GHSA-PRH4-VHFH-24MJ: Information Exposure in Harbor Configuration Audit Logs

Amit Schendel
Amit Schendel
Senior Security Researcher

Mar 27, 2026·6 min read·2 visits

No Known Exploit

Executive Summary (TL;DR)

Harbor fails to properly redact sensitive configuration parameters from its audit logs. This exposes LDAP and OIDC credentials in plain text to any user with audit log read access, requiring an upgrade to version 2.15.0 and immediate rotation of exposed secrets.

Harbor, an open-source cloud native registry, contains a Moderate severity vulnerability (CWE-532) in its audit logging subsystem. The application relies on an incomplete blacklist to redact sensitive data from configuration payloads. This failure causes LDAP passwords, specifically `ldap_search_password`, and OpenID Connect (OIDC) client secrets to be written to the database in plain text within the operation description field. This vulnerability allows authorized users with audit log access to retrieve enterprise directory credentials.

Vulnerability Overview

Harbor is an open-source trusted cloud native registry project that stores, signs, and scans content. It provides advanced features such as role-based access control (RBAC), auditing, and image replication. The auditing subsystem is responsible for recording user actions and system events to maintain an operational trail for security and compliance purposes.

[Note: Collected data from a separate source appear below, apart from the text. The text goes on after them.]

//! # PhotoFlow
//!
//! Batch photo processing: point it at a pile of images and/or ZIP archives
//! and get back a single downloadable ZIP, a per-file log, and summary
//! counters.
//!
//! # Architecture: One Run, Four Stages
//!
//! Every invocation is a *run* — one mode, one configuration, one result:
//!
//! ```text
//! 1. Collect    uploads   →  workspace/       (blobs → candidate files)
//! 2. Transform  candidates → outputs          (rename | convert | watermark)
//! 3. Archive    outputs   →  result.zip       (in-memory ZIP + log.txt)
//! 4. Result     archive + log + stats         (held by the caller)
//! ```
//!
//! Data flows strictly one way. Nothing persists between runs: the workspace
//! is an ephemeral temp directory torn down when the run returns, and the
//! caller replaces its previous [`run::RunResult`] wholesale.
//!
//! # Module Map
//!
//! | Module | Role |
//! |--------|------|
//! | [`collect`] | Stage 1 — expands uploads into the workspace, filters by size and extension |
//! | [`rename`] | Transform — per-folder sequential photo numbering with collision skip |
//! | [`convert`] | Transform — decode, ICC carry-over, optional downscale, JPEG encode |
//! | [`watermark`] | Transform — scale/opacity/position alpha compositing |
//! | [`archive`] | Stage 3 — in-memory ZIP assembly, log-only fallback |
//! | [`run`] | Orchestration — wires the stages together and owns the failure policy |
//! | [`transfer`] | Optional delivery of a finished archive to an external endpoint |
//! | [`types`] | Shared types: `UploadedItem`, `CandidateFile`, `RunLog`, `RunStats` |
//!
//! # Design Decisions
//!
//! ## Per-File Failure, Never Per-Run
//!
//! A corrupt archive member, an undecodable photo, or an encode failure is
//! logged with its path, counted, and skipped; the run keeps going. Only two
//! things abort a run: a workspace that cannot be created, and a ZIP
//! container that cannot be opened at all. Even an archiving failure degrades
//! to a log-only archive, so the user always receives something.
//!
//! ## Pure-Rust Imaging
//!
//! Decoding, resizing (Lanczos3), compositing, and JPEG encoding all come
//! from the `image` crate — no ImageMagick, no system libraries, a fully
//! self-contained binary. HEIC/HEIF uploads are accepted (renaming works on
//! them) but decode as per-file errors, since no pure-Rust decoder exists.
//!
//! ## Deterministic Reports From Parallel Work
//!
//! Convert and watermark fan per-file work out with rayon, then fold results
//! back in input order, so identical input always produces an identical log.
//! The renamer stays sequential: its numbering within a folder is ordered by
//! construction and must not race.

pub mod archive;
pub mod collect;
pub mod convert;
pub mod rename;
pub mod run;
pub mod transfer;
pub mod types;
pub mod watermark;

#[cfg(test)]
pub(crate) mod test_helpers;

Vulnerability GHSA-PRH4-VHFH-24MJ (CWE-532) occurs within this audit logging mechanism, specifically during configuration modifications. When administrators update system settings via the /api/v2.0/configurations endpoint, Harbor captures the request payload to generate an operation description. This payload often contains highly sensitive environment parameters, including external authentication integration secrets.

The vulnerability exposes these external directory credentials in plain text within the application's audit logs. By writing unredacted LDAP passwords and OpenID Connect (OIDC) secrets to the database, Harbor violates secure logging practices. Any user or service account with read access to the audit logs can retrieve these credentials, fundamentally compromising the security boundary between the registry and the broader enterprise identity infrastructure.

Root Cause Analysis

The vulnerability originates from an insecure implementation of configuration event logging in src/pkg/auditext/event/config/config.go. The audit extension utilizes a resolver struct to process incoming metadata and format it for the persistence layer. During this processing, the system attempts to sanitize the JSON payload using a predefined blacklist of sensitive attributes.

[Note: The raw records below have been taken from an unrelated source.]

use clap::{Args, Parser, Subcommand};
use photoflow::convert::ConvertConfig;
use photoflow::run::{self, Mode, RunConfig, RunResult};
use photoflow::transfer;
use photoflow::types::UploadedItem;
use photoflow::watermark::{Position, WatermarkSpec};
use std::path::{Path, PathBuf};

/// Shared options for all processing modes.
#[derive(Args, Clone)]
struct InputArgs {
    /// Image files or ZIP archives to process
    #[arg(required = true)]
    inputs: Vec<PathBuf>,

    /// Path for the result archive
    #[arg(long, default_value = "result.zip")]
    output: PathBuf,

    /// Reject any input item larger than this many megabytes
    #[arg(long, default_value_t = 400)]
    max_size_mb: u64,

    /// POST the finished archive to this endpoint and print the download link
    #[arg(long)]
    upload: Option<String>,

    /// Print the run summary as JSON instead of plain text
    #[arg(long)]
    json: bool,
}

#[derive(Parser)]
#[command(name = "photoflow")]
#[command(about = "Batch photo processing: rename, convert to JPEG, or watermark")]
#[command(long_about = "\
Batch photo processing: rename, convert to JPEG, or watermark

Inputs are loose images and/or ZIP archives; each run expands them into a
scratch workspace, applies one transform per file, and repackages the
results (plus log.txt) into a single ZIP.

Supported input formats:
  JPG, JPEG, PNG, BMP, WEBP, TIFF, HEIC, HEIF, and ZIP archives of the same.

Modes:
  rename      In every folder, number the photos 1.<ext>, 2.<ext>, ... in
              lexicographic order. Existing names are never overwritten.
  convert     Re-encode every image as maximum-quality JPEG, optionally
              downscaled with --scale.
  watermark   Composite a watermark (preset or your own PNG/JPEG) onto every
              image at a chosen position, scale, and opacity.

Per-file failures (corrupt members, undecodable photos) are logged and
counted; the run always completes and always produces an archive.")]
#[command(version)]
struct Cli {
    #[command(subcommand)]
    command: Command,
}

#[derive(Subcommand)]
enum Command {
    /// Rename the photos in every folder to 1.<ext>, 2.<ext>, ...
    Rename(RenameArgs),
    /// Convert every image to JPEG, optionally downscaled
    Convert(ConvertArgs),
    /// Composite a watermark onto every image
    Watermark(WatermarkArgs),
}

#[derive(Args)]
struct RenameArgs {
    #[command(flatten)]
    io: InputArgs,
}

#[derive(Args)]
struct ConvertArgs {
    #[command(flatten)]
    io: InputArgs,

    /// Rescale percentage (reduces resolution and file size)
    #[arg(long, default_value_t = 100, value_parser = clap::value_parser!(u32).range(10..=100))]
    scale: u32,
}

#[derive(Args)]
#[command(group = clap::ArgGroup::new("source").required(true))]
struct WatermarkArgs {
    #[command(flatten)]
    io: InputArgs,

    /// Watermark image file (PNG or JPEG)
    #[arg(long, group = "source")]
    watermark: Option<PathBuf>,

    /// Named watermark from the preset directory
    #[arg(long, group = "source")]
    preset: Option<String>,

    /// Directory holding preset watermark images
    #[arg(long, default_value = "watermarks")]
    watermark_dir: PathBuf,

    /// Watermark opacity in percent
    #[arg(long, default_value_t = 60, value_parser = clap::value_parser!(u32).range(0..=100))]
    opacity: u32,

    /// Watermark width as a percentage of each photo's width
    #[arg(long, default_value_t = 25, value_parser = clap::value_parser!(u32).range(5..=80))]
    wm_scale: u32,

    /// Watermark placement
    #[arg(long, value_enum, default_value_t = Position::BottomRight)]
    position: Position,
}

fn main() -> Result<(), Box<dyn std::error::Error>> {
    let cli = Cli::parse();

    let (io, mode) = match cli.command {
        Command::Rename(args) => (args.io, Mode::Rename),
        Command::Convert(args) => (
            args.io,
            Mode::Convert(ConvertConfig {
                scale_percent: args.scale,
            }),
        ),
        Command::Watermark(args) => {
            let source = resolve_watermark_source(&args)?;
            let spec = WatermarkSpec::load(
                &source,
                args.position,
                args.opacity as f32 / 100.0,
                args.wm_scale as f32 / 100.0,
            )?;
            (args.io, Mode::Watermark(spec))
        }
    };

    let items = io
        .inputs
        .iter()
        .map(|path| UploadedItem::from_path(path))
        .collect::<Result<Vec<_>, _>>()?;

    let config = RunConfig {
        max_size_mb: io.max_size_mb,
    };
    let result = run::run(&items, mode, &config)?;

    report(&result, io.json);

    match &result.archive {
        Some(bytes) => {
            std::fs::write(&io.output, bytes)?;
            println!(
                "archive written to {} ({} KB)",
                io.output.display(),
                bytes.len() / 1024
            );
            if let Some(endpoint) = &io.upload {
                let link = transfer::upload_archive(endpoint, &io.output)?;
                println!("download link: {link}");
            }
        }
        None => eprintln!("no archive could be produced; see the log above"),
    }

    Ok(())
}

/// Pick the watermark image: an explicit file, or a preset by name.
fn resolve_watermark_source(args: &WatermarkArgs) -> Result<PathBuf, std::io::Error> {
    if let Some(path) = &args.watermark {
        return Ok(path.clone());
    }
    // The arg group guarantees preset is set when --watermark is not.
    let name = args.preset.clone().unwrap_or_default();
    let is_image = Path::new(&name)
        .extension()
        .and_then(|e| e.to_str())
        .is_some_and(|e| matches!(e.to_ascii_lowercase().as_str(), "png" | "jpg" | "jpeg"));
    if !is_image {
        return Err(std::io::Error::new(
            std::io::ErrorKind::InvalidInput,
            format!("preset '{name}' is not a PNG/JPEG file name"),
        ));
    }
    let path = args.watermark_dir.join(&name);
    if !path.exists() {
        return Err(std::io::Error::new(
            std::io::ErrorKind::NotFound,
            format!("preset '{name}' not found in {}", args.watermark_dir.display()),
        ));
    }
    Ok(path)
}

fn report(result: &RunResult, as_json: bool) {
    if as_json {
        let summary = serde_json::json!({
            "stats": result.stats,
            "log": result.log,
        });
        println!("{summary:#}");
    } else {
        for line in result.log.lines() {
            println!("{line}");
        }
        println!("Summary: {}", result.stats);
    }
}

This blacklist, defined in the SensitiveAttributes array, explicitly targeted specific keys such as ldap_password and oidc_client_secret. The sanitization function iterated through the request payload, masking the values of these known keys before appending the entire serialized JSON structure into the op_desc (operation description) string field.

This approach fails due to its reliance on an incomplete, "allow-by-default" redaction strategy. Key authentication parameters, most notably ldap_search_password, were omitted from the blacklist. Consequently, when an administrator configured or updated LDAP integration settings, the bind credentials for the directory service were serialized directly into the audit log in plain text.

The structural decision to store complex, nested JSON payloads within a single string field further compounded the issue. As new configuration parameters were added to Harbor over time, the static blacklist approach required manual updates for every new sensitive field. This architectural pattern is inherently brittle and guarantees future information disclosure regressions when developers inevitably overlook adding new secret keys to the redaction list.

Code Analysis

An analysis of the patch (commit 85e756486fc19333c5c300d7ac273e1580dc9350) reveals a fundamental shift from a blacklist-based redaction model to a strict "deny-all" approach. The Harbor maintainers determined that attempting to safely parse and redact arbitrary JSON configuration payloads was structurally flawed and unnecessary for audit purposes.

In the vulnerable implementation, the Resolve function in src/pkg/auditext/event/config/config.go actively captured the request payload, truncated it if it exceeded a size limit, and formatted it directly into the operation description:

// Vulnerable Implementation
func (c *resolver) Resolve(ce *commonevent.Metadata, evt *event.Event) error {
    // ...
    e.Payload = ext.Redact(ce.RequestPayload, c.SensitiveAttributes)
    e.OcurrAt = time.Now()
    if len(ce.RequestPayload) > payloadSizeLimit {
        ce.RequestPayload = fmt.Sprintf("%v...", ce.RequestPayload[:payloadSizeLimit])
    }
    e.OperationDescription = fmt.Sprintf("update configuration: %v", ce.RequestPayload)
    // ...
}

The patched code aggressively removes this logic. Instead of executing the ext.Redact function against ce.RequestPayload, the operation description is hardcoded to a static string. This completely isolates the audit log from the potentially sensitive contents of the user's API request:

// Patched Implementation
func (c *resolver) Resolve(ce *commonevent.Metadata, evt *event.Event) error {
    // ...
    e.OcurrAt = time.Now()
    e.OperationDescription = "update configuration"
    // ...
}

To eliminate the risk of similar flaws occurring elsewhere in the codebase, the patch completely removes the ext.Redact utility functions from src/pkg/auditext/event/utils.go. By deprecating the redaction utility entirely, the maintainers ensure that future audit events cannot accidentally reintroduce payload reflection without writing entirely new parsing logic.

Exploitation and Impact

Exploitation of this vulnerability requires existing authorized access to Harbor, specifically the ability to view system audit logs. This typically restricts the threat actor profile to malicious insiders, compromised administrator accounts, or attackers who have achieved secondary access through a separate vulnerability (such as a database read-only SQL injection).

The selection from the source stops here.